St. John’s Church

Published by at under Washington DC

The simple, elegant Federal-style yellow church across from Lafayette Park at the corner of H and 16th Streets has been on this site since 1816.  It’s the Church of Presidents, where every president since James Madison has attended on a regular basis or for an occasional service.

Inside is the Pew of Presidents. When Madison attended, he sat in a reserved pew, #28.  During interior enlargements in 1822, it became pew #54, set aside to this day for a presidential visit.

As one of the earliest structures in the federal city, St. John’s Church stood alone with its White House neighbor in a barren landscape. The original Federal-style design by Benjamin Latrobe was in the form of a Greek cross topped by a central lantern cupola, a somewhat boxy appearance.

Typical of Latrobe’s work, it was graceful inside.  Massive pillars were placed at the intersection of the transepts; a circular gallery supported by columns surrounded the interior; aisles of brick provided a unique Federal-era touch.
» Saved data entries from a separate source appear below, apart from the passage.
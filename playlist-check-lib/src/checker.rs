//! Main playlist checker implementation.
//!
//! This module provides the `PlaylistChecker` struct that ties together the
//! batch configuration, the HTTP prober and the bounded-concurrency scheduler.

use crate::concurrent::{ConcurrentProcessor, Progress};
use crate::error::PlaylistCheckError;
use crate::playlist::read_playlist;
use crate::prober::StreamProber;
use crate::report::BatchReport;
use crate::types::{CheckConfig, ProbeOutcome, ProbeTarget};
use futures::stream::Stream;
use std::path::Path;
use std::pin::Pin;

/// Main checker that coordinates probing of a batch of stream URLs.
///
/// The `PlaylistChecker` handles:
/// - Building one shared HTTP client from the configuration
/// - Admitting probes under the concurrency cap
/// - Producing the final [`BatchReport`]
///
/// # Example
///
/// ```rust,no_run
/// use playlist_check_lib::{PlaylistChecker, ProbeTarget};
///
/// #[tokio::main]
/// async fn main() -> Result<(), Box<dyn std::error::Error>> {
///     let checker = PlaylistChecker::new()?;
///     let target = ProbeTarget::new("http://example.com/live.m3u8", "Example", 1);
///     let outcome = checker.check_target(&target).await;
///     println!("{}: {}", outcome.label, outcome.status);
///     Ok(())
/// }
/// ```
pub struct PlaylistChecker {
    /// Configuration settings for this checker instance
    config: CheckConfig,
    /// HTTP prober shared by all probes of a batch
    prober: StreamProber,
    /// Admission control for concurrent probes
    processor: ConcurrentProcessor,
}

impl PlaylistChecker {
    /// Create a new checker with default configuration.
    ///
    /// Default settings:
    /// - Concurrency: 10
    /// - Timeout: 10 seconds
    /// - Certificate validation: enabled
    pub fn new() -> Result<Self, PlaylistCheckError> {
        Self::with_config(CheckConfig::default())
    }

    /// Create a new checker with custom configuration.
    ///
    /// # Example
    ///
    /// ```rust
    /// use playlist_check_lib::{PlaylistChecker, CheckConfig};
    /// use std::time::Duration;
    ///
    /// let config = CheckConfig::default()
    ///     .with_concurrency(20)
    ///     .with_timeout(Duration::from_secs(5));
    ///
    /// let checker = PlaylistChecker::with_config(config).unwrap();
    /// assert_eq!(checker.config().concurrency, 20);
    /// ```
    pub fn with_config(config: CheckConfig) -> Result<Self, PlaylistCheckError> {
        let prober = StreamProber::new(&config)?;
        let processor = ConcurrentProcessor::new(config.concurrency);

        Ok(Self {
            config,
            prober,
            processor,
        })
    }

    /// Probe a single target.
    ///
    /// Never fails: every problem is classified into the returned outcome.
    pub async fn check_target(&self, target: &ProbeTarget) -> ProbeOutcome {
        self.prober.probe(target).await
    }

    /// Probe every target and collect the outcomes.
    ///
    /// Outcomes come back in completion order, not input order. Use
    /// `sequence_index` to restore the playlist order if needed.
    pub async fn check_targets(&self, targets: Vec<ProbeTarget>) -> Vec<ProbeOutcome> {
        self.check_targets_with_progress(targets, |_, _| {}).await
    }

    /// Probe every target, calling `on_complete` after each finished probe.
    ///
    /// # Example
    ///
    /// ```rust,no_run
    /// use playlist_check_lib::{PlaylistChecker, ProbeTarget, Reporter};
    ///
    /// #[tokio::main]
    /// async fn main() -> Result<(), Box<dyn std::error::Error>> {
    ///     let checker = PlaylistChecker::new()?;
    ///     let targets = vec![
    ///         ProbeTarget::new("http://example.com/a.m3u8", "A", 1),
    ///         ProbeTarget::new("bad-url", "B", 2),
    ///     ];
    ///
    ///     let outcomes = checker
    ///         .check_targets_with_progress(targets, |progress, outcome| {
    ///             println!("{}", Reporter::progress_line(progress.completed, progress.total, outcome));
    ///         })
    ///         .await;
    ///
    ///     println!("{}", Reporter::render(outcomes).render_text());
    ///     Ok(())
    /// }
    /// ```
    pub async fn check_targets_with_progress<C>(
        &self,
        targets: Vec<ProbeTarget>,
        on_complete: C,
    ) -> Vec<ProbeOutcome>
    where
        C: FnMut(Progress, &ProbeOutcome),
    {
        if targets.is_empty() {
            tracing::warn!("no stream URLs to test");
            return Vec::new();
        }

        let prober = &self.prober;
        self.processor
            .run_batch_with_progress(
                targets,
                move |target| async move { prober.probe(&target).await },
                on_complete,
            )
            .await
    }

    /// Probe targets and yield outcomes as they complete.
    ///
    /// # Example
    ///
    /// ```rust,no_run
    /// use playlist_check_lib::{PlaylistChecker, ProbeTarget};
    /// use futures::StreamExt;
    ///
    /// #[tokio::main]
    /// async fn main() -> Result<(), Box<dyn std::error::Error>> {
    ///     let checker = PlaylistChecker::new()?;
    ///     let targets = vec![ProbeTarget::new("http://example.com/a.m3u8", "A", 1)];
    ///
    ///     let mut stream = checker.check_targets_stream(targets);
    ///     while let Some(outcome) = stream.next().await {
    ///         println!("{}: {}", outcome.url, outcome.status);
    ///     }
    ///     Ok(())
    /// }
    /// ```
    pub fn check_targets_stream(
        &self,
        targets: Vec<ProbeTarget>,
    ) -> Pin<Box<dyn Stream<Item = ProbeOutcome> + Send + '_>> {
        let prober = &self.prober;
        let stream = self
            .processor
            .stream(targets, move |target| async move { prober.probe(&target).await });

        Box::pin(stream)
    }

    /// Read an M3U playlist, probe every stream URL in it and build the report.
    ///
    /// A playlist without stream URLs yields an empty report.
    ///
    /// # Errors
    ///
    /// Returns `PlaylistCheckError::FileError` if the file cannot be read.
    pub async fn check_playlist_file<P: AsRef<Path>>(
        &self,
        path: P,
    ) -> Result<BatchReport, PlaylistCheckError> {
        let targets = read_playlist(path.as_ref()).await?;
        let outcomes = self.check_targets(targets).await;
        Ok(BatchReport::from_outcomes(outcomes))
    }

    /// Get the current configuration for this checker.
    pub fn config(&self) -> &CheckConfig {
        &self.config
    }

    /// Replace the configuration, rebuilding the HTTP client.
    pub fn set_config(&mut self, config: CheckConfig) -> Result<(), PlaylistCheckError> {
        self.prober = StreamProber::new(&config)?;
        self.processor = ConcurrentProcessor::new(config.concurrency);
        self.config = config;
        Ok(())
    }
}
Between 1820 and 1822, the nave (where the congregation sits) was extended westward towards 16th Street, creating an elongated Latin cross. The columned entrance portico topped by the tall timber-frame steeple fronting H Street today was also added. The church bell, cast by Paul Revere’s son, Joseph, has been in continuous service since it was installed in 1822.

When the chancel was extended eastward in 1880, the clear glass windows of the original church were replaced by stained-glass, in vogue during this Victorian era. Today, over 20 stained glass windows depicting the life of Christ and Biblical scenes bathe the sanctuary in a warm glow.

Despite these renovations and additions, many elements of the building’s Federal architecture have been maintained. For a glimpse of a piece of the original church, look behind the steeple to the center of the roof – there’s the shorter, original lantern cupola.

The location of the Church of President’s is historically interesting and the subject of intrigue.  It was placed on 16th street, aligned on the 2nd Washington Prime Meridian.  This Prime Meridian runs straight through the White House, through the center of the Ellipse, and to the Jefferson Pier, the intended site of the Washington Monument. (See #7 Zero Milestone)

Established in 1804 by Thomas Jefferson, the White House-centered Prime Meridian is just one of the many intrigues surrounding the establishment of the early federal city. Was the placement of the Church of Presidents along the White House Prime Meridian a coincidence or purposeful?